What is the difference between supporting and enabling?
It is human nature to want to care for someone close to you, especially if they are going through a difficult time. However, there is a fine line between being supportive and enabling destructive behaviors. An interventionist expects a family to be supportive and wants the family to understand the dangers of enabling behavior. Supporting or helping includes assisting with things that the individual is incapable of doing for themselves. For example, this could facilitate them regaining control of his or her life. Enabling behaviors keep the person from dealing with the negative consequences of their actions. When someone stops taking responsibility for their actions they are under the impression it is ok for them to continue this destructive behavior.
Why is enabling an interventionists enemy?

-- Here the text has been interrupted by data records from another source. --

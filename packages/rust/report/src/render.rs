//! Text renderers for report fragments.
//!
//! Every function here is pure: it turns pipeline output into the exact
//! bytes the [`Reporter`](crate::Reporter) commits. The layout of these
//! fragments is parsed by downstream tooling, so field labels and widths
//! must not drift.

use std::fmt::Write as _;

use catchlog_shared::{CatchlogError, Catchword, ClusterSummary, Result, SLAB_SIZE};

/// Significant digits used for every floating-point value in a report.
const PRECISION: i32 = 6;

/// Format a float with six significant digits, dropping trailing zeros.
///
/// Values whose decimal exponent is below -4 or at least 6 switch to
/// scientific notation with a signed two-digit exponent (`1.23457e+06`).
pub fn format_general(value: f64) -> String {
    if value.is_nan() {
        return "nan".into();
    }
    if value.is_infinite() {
        return if value > 0.0 { "inf".into() } else { "-inf".into() };
    }
    if value == 0.0 {
        return if value.is_sign_negative() { "-0".into() } else { "0".into() };
    }

    // Round to the target precision first; the exponent after rounding
    // decides the notation.
    let sci = format!("{:.*e}", (PRECISION - 1) as usize, value);
    let (mantissa, exponent) = sci.split_once('e').unwrap_or((sci.as_str(), "0"));
    let exponent: i32 = exponent.parse().unwrap_or(0);

    if exponent < -4 || exponent >= PRECISION {
        let sign = if exponent < 0 { '-' } else { '+' };
        format!("{}e{sign}{:02}", trim_zeros(mantissa), exponent.abs())
    } else {
        let decimals = (PRECISION - 1 - exponent) as usize;
        trim_zeros(&format!("{value:.decimals$}")).to_string()
    }
}

fn trim_zeros(digits: &str) -> &str {
    if digits.contains('.') {
        digits.trim_end_matches('0').trim_end_matches('.')
    } else {
        digits
    }
}

// ---------------------------------------------------------------------------
// Catchwords
// ---------------------------------------------------------------------------

/// Render the catchword block of one topic.
///
/// ```text
/// Catchwords:
/// c:2(0.3) a:0(0.1)
/// ```
pub fn render_catchwords(catchwords: &[Catchword]) -> String {
    let mut out = String::from("Catchwords:\n");
    for word in catchwords {
        let _ = write!(
            out,
            "{}:{}({}) ",
            word.term,
            word.index,
            format_general(word.threshold)
        );
    }
    out.push('\n');
    out
}

// ---------------------------------------------------------------------------
// Cluster summary
// ---------------------------------------------------------------------------

/// Render one line per cluster, smallest cluster first, followed by the
/// count of topics without catchwords.
///
/// Clusters of equal size are listed by topic id, so the output does not
/// depend on the order of `clusters`.
pub fn render_cluster_summary(clusters: &[ClusterSummary]) -> String {
    let mut sorted: Vec<&ClusterSummary> = clusters.iter().collect();
    sorted.sort_by_key(|c| (c.size, c.topic));

    let mut out = String::new();
    for c in &sorted {
        let _ = writeln!(
            out,
            "{:<12}{}{:<12}{}{:<15}{}{:<15}{}{:<15}{}  #catchwords: {}",
            "Cluster",
            c.topic,
            "  size:",
            c.size,
            "  distsq_sum:",
            format_general(c.distsq_sum),
            "  raw_coh:",
            format_general(c.raw_coherence),
            "  flt_coh:",
            format_general(c.filtered_coherence),
            c.catchword_count,
        );
    }

    let catchless = clusters.iter().filter(|c| c.catchword_count == 0).count();
    let _ = writeln!(
        out,
        "#Topics with no catchwords: {catchless}({})",
        clusters.len()
    );
    out
}

// ---------------------------------------------------------------------------
// Eigen spectrum
// ---------------------------------------------------------------------------

/// Render the square roots of the first `num_topics` squared eigenvalues,
/// then the running total over every complete slab of [`SLAB_SIZE`].
///
/// Negative or NaN eigenvalues are rejected rather than rendered.
pub fn render_eigen_spectrum(eigenvalues: &[f64], num_topics: usize) -> Result<String> {
    let values = eigenvalues.get(..num_topics).ok_or_else(|| {
        CatchlogError::invalid_input(format!(
            "requested {num_topics} eigenvalues, only {} available",
            eigenvalues.len()
        ))
    })?;
    if let Some((index, value)) = values
        .iter()
        .enumerate()
        .find(|(_, v)| v.is_nan() || **v < 0.0)
    {
        return Err(CatchlogError::invalid_input(format!(
            "eigenvalue {index} is {value}, expected a non-negative number"
        )));
    }

    let mut out = String::from("Eigvals:  ");
    for (t, value) in values.iter().enumerate() {
        let _ = write!(out, "({t}): {}\t", format_general(value.sqrt()));
    }
    out.push('\n');

    let mut running = 0.0;
    for (slab, chunk) in values.chunks_exact(SLAB_SIZE).enumerate() {
        running += chunk.iter().sum::<f64>();
        let _ = writeln!(
            out,
            "Sum of Top-{} eig vals: {}",
            (slab + 1) * SLAB_SIZE,
            format_general(running)
        );
    }

    Ok(out)
}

Simply put, any type of enabling behavior prevents the interventionist from performing his or her job and saving the life of the addicted person. The moment anyone taking part in the intervention enables the behavior of the addict, the intervention is lost. All of the work, planning, and preparation was for nothing, and the addict will continue to use drugs and alcohol at their leisure. Anytime someone is abusing drugs or alcohol they inherently know it is bad, yet will always seek to justify or make right their own actions. This is much easier to do when other people around the addict are in agreement that the drug use is ok, and there is no problem.
Professional interventionists spend a significant amount of time with the family breaking down barriers and addressing the enabling behavior. Out of all the problems that may arise during an intervention, enabling is the most destructive. It brings the entire intervention process back to the beginning and makes it close to impossible to convince the addict that day to go to treatment.